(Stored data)
========

//! Rendezvous instructions and owner TO2 addresses.
//!
//! `RendezvousInfo` is an ordered list of directives; each directive is an
//! ordered list of `[variable, value?]` instructions and represents one
//! alternative way for the device to reach a rendezvous server. Values are
//! byte-string-wrapped CBOR.

use ciborium::value::Value;
use serde::de::Error as _;
use serde::{Deserialize, Deserializer, Serialize, Serializer};
use serde_tuple::{Deserialize_tuple, Serialize_tuple};

use fdo_cbor::CodecError;

/// Rendezvous variable identifiers.
#[derive(Debug, Clone, Copy, PartialEq, Eq, Hash)]
pub enum RvVariable {
    /// Directive applies to the device only.
    DevOnly = 0,
    /// Directive applies to the owner only.
    OwnerOnly = 1,
    /// IP address (bstr).
    IpAddress = 2,
    /// Device-side TCP port.
    DevPort = 3,
    /// Owner-side TCP port.
    OwnerPort = 4,
    /// DNS name (tstr).
    Dns = 5,
    /// Server certificate hash.
    SvCertHash = 6,
    /// CA certificate hash.
    ClCertHash = 7,
    /// User input required.
    UserInput = 8,
    /// Wi-Fi SSID.
    WifiSsid = 9,
    /// Wi-Fi password.
    WifiPw = 10,
    /// Transport medium.
    Medium = 11,
    /// Transport protocol.
    Protocol = 12,
    /// Delay before contact, seconds.
    DelaySec = 13,
    /// Rendezvous bypass.
    Bypass = 14,
}

impl RvVariable {
    /// Numeric registry identifier.
    #[must_use]
    pub const fn id(self) -> u64 {
        self as u64
    }
}

/// Protocol values for the [`RvVariable::Protocol`] instruction.
pub const RV_PROT_HTTP: u8 = 1;
/// HTTPS protocol value.
pub const RV_PROT_HTTPS: u8 = 2;

/// One `[variable, value?]` instruction.
///
/// The value, when present, is byte-string-wrapped CBOR.
#[derive(Debug, Clone, PartialEq, Eq)]
pub struct RvInstruction {
    /// Variable identifier.
    pub variable: u64,
    /// Wrapped value bytes, absent for flag variables.
    pub value: Option<Vec<u8>>,
}

impl RvInstruction {
    /// Build an instruction with a CBOR-encoded value.
    ///
    /// # Errors
    /// Returns a codec error if the value cannot be encoded.
    pub fn with_value<T: Serialize>(variable: RvVariable, value: &T) -> Result<Self, CodecError> {
        Ok(Self {
            variable: variable.id(),
            value: Some(fdo_cbor::to_canonical_cbor(value)?),
        })
    }

    /// Build a bare flag instruction.
    #[must_use]
    pub const fn flag(variable: RvVariable) -> Self {
        Self {
            variable: variable.id(),
            value: None,
        }
    }

    /// Decode the wrapped value.
    ///
    /// # Errors
    /// Returns a codec error if absent or undecodable.
    pub fn decode_value<T: serde::de::DeserializeOwned>(&self) -> Result<T, CodecError> {
        let bytes = self.value.as_deref().ok_or(CodecError::Malformed)?;
        fdo_cbor::from_cbor(bytes)
    }
}

impl Serialize for RvInstruction {
    fn serialize<S: Serializer>(&self, serializer: S) -> Result<S::Ok, S::Error> {
        match &self.value {
            Some(value) => (self.variable, serde_bytes::Bytes::new(value)).serialize(serializer),
            None => (self.variable,).serialize(serializer),
        }
    }
}

impl<'de> Deserialize<'de> for RvInstruction {
    fn deserialize<D: Deserializer<'de>>(deserializer: D) -> Result<Self, D::Error> {
        let value = Value::deserialize(deserializer)?;
        let Value::Array(items) = value else {
            return Err(D::Error::custom("rendezvous instruction must be an array"));
        };
        let variable = match items.first() {
            Some(Value::Integer(i)) => {
                u64::try_from(*i).map_err(|_| D::Error::custom("invalid rv variable"))?
            }
            _ => return Err(D::Error::custom("rendezvous instruction missing variable")),
        };
        let value = match items.get(1) {
            Some(Value::Bytes(bytes)) => Some(bytes.clone()),
            None => None,
            Some(_) => return Err(D::Error::custom("rendezvous value must be a byte string")),
        };
        if items.len() > 2 {
            return Err(D::Error::custom("rendezvous instruction too long"));
        }
        Ok(Self { variable, value })
    }
}

/// One ordered alternative: a list of instructions.
pub type RvDirective = Vec<RvInstruction>;

/// Ordered rendezvous directives burned into the voucher at DI.
#[derive(Debug, Clone, PartialEq, Eq, Serialize, Deserialize, Default)]
#[serde(transparent)]
pub struct RvInfo(pub Vec<RvDirective>);

impl RvInfo {
    /// A single-directive `RvInfo` pointing at one HTTP rendezvous server.
    ///
    /// # Errors
    /// Returns a codec error if value encoding fails.
    pub fn http(dns: &str, port: u16) -> Result<Self, CodecError> {
        Ok(Self(vec![vec![
            RvInstruction::with_value(RvVariable::Dns, &dns)?,
            RvInstruction::with_value(RvVariable::DevPort, &port)?,
            RvInstruction::with_value(RvVariable::OwnerPort, &port)?,
            RvInstruction::with_value(RvVariable::Protocol, &RV_PROT_HTTP)?,
        ]]))
    }
}

/// One owner TO2 endpoint: `[ip?, dns?, port, protocol]`.
#[derive(Debug, Clone, PartialEq, Eq, Serialize_tuple, Deserialize_tuple)]
pub struct RvTo2Addr {
    /// Raw IP address bytes, or null.
    pub ip: Option<serde_bytes::ByteBuf>,
    /// DNS name, or null.
    pub dns: Option<String>,
    /// TCP port.
    pub port: u16,
    /// Transport protocol (`RV_PROT_HTTP` / `RV_PROT_HTTPS`).
    pub protocol: u8,
}

impl RvTo2Addr {
    /// An HTTP endpoint by DNS name.
    #[must_use]
    pub fn http_dns(dns: &str, port: u16) -> Self {
        Self {
            ip: None,
            dns: Some(dns.to_string()),
            port,
            protocol: RV_PROT_HTTP,
        }
    }
}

========

» **PROBLEM DESCRIPTION**
Your answer must be the lines from the first line of the entries above through the line that contains "for flag variables.", written out exactly.

» **RESULT FOR THIS EXERCISE**
//! Rendezvous instructions and owner TO2 addresses.
//!
//! `RendezvousInfo` is an ordered list of directives; each directive is an
//! ordered list of `[variable, value?]` instructions and represents one
//! alternative way for the device to reach a rendezvous server. Values are
//! byte-string-wrapped CBOR.

use ciborium::value::Value;
use serde::de::Error as _;
use serde::{Deserialize, Deserializer, Serialize, Serializer};
use serde_tuple::{Deserialize_tuple, Serialize_tuple};

use fdo_cbor::CodecError;

/// Rendezvous variable identifiers.
#[derive(Debug, Clone, Copy, PartialEq, Eq, Hash)]
pub enum RvVariable {
    /// Directive applies to the device only.
    DevOnly = 0,
    /// Directive applies to the owner only.
    OwnerOnly = 1,
    /// IP address (bstr).
    IpAddress = 2,
    /// Device-side TCP port.
    DevPort = 3,
    /// Owner-side TCP port.
    OwnerPort = 4,
    /// DNS name (tstr).
    Dns = 5,
    /// Server certificate hash.
    SvCertHash = 6,
    /// CA certificate hash.
    ClCertHash = 7,
    /// User input required.
    UserInput = 8,
    /// Wi-Fi SSID.
    WifiSsid = 9,
    /// Wi-Fi password.
    WifiPw = 10,
    /// Transport medium.
    Medium = 11,
    /// Transport protocol.
    Protocol = 12,
    /// Delay before contact, seconds.
    DelaySec = 13,
    /// Rendezvous bypass.
    Bypass = 14,
}

impl RvVariable {
    /// Numeric registry identifier.
    #[must_use]
    pub const fn id(self) -> u64 {
        self as u64
    }
}

/// Protocol values for the [`RvVariable::Protocol`] instruction.
pub const RV_PROT_HTTP: u8 = 1;
/// HTTPS protocol value.
pub const RV_PROT_HTTPS: u8 = 2;

/// One `[variable, value?]` instruction.
///
/// The value, when present, is byte-string-wrapped CBOR.
#[derive(Debug, Clone, PartialEq, Eq)]
pub struct RvInstruction {
    /// Variable identifier.
    pub variable: u64,
    /// Wrapped value bytes, absent for flag variables.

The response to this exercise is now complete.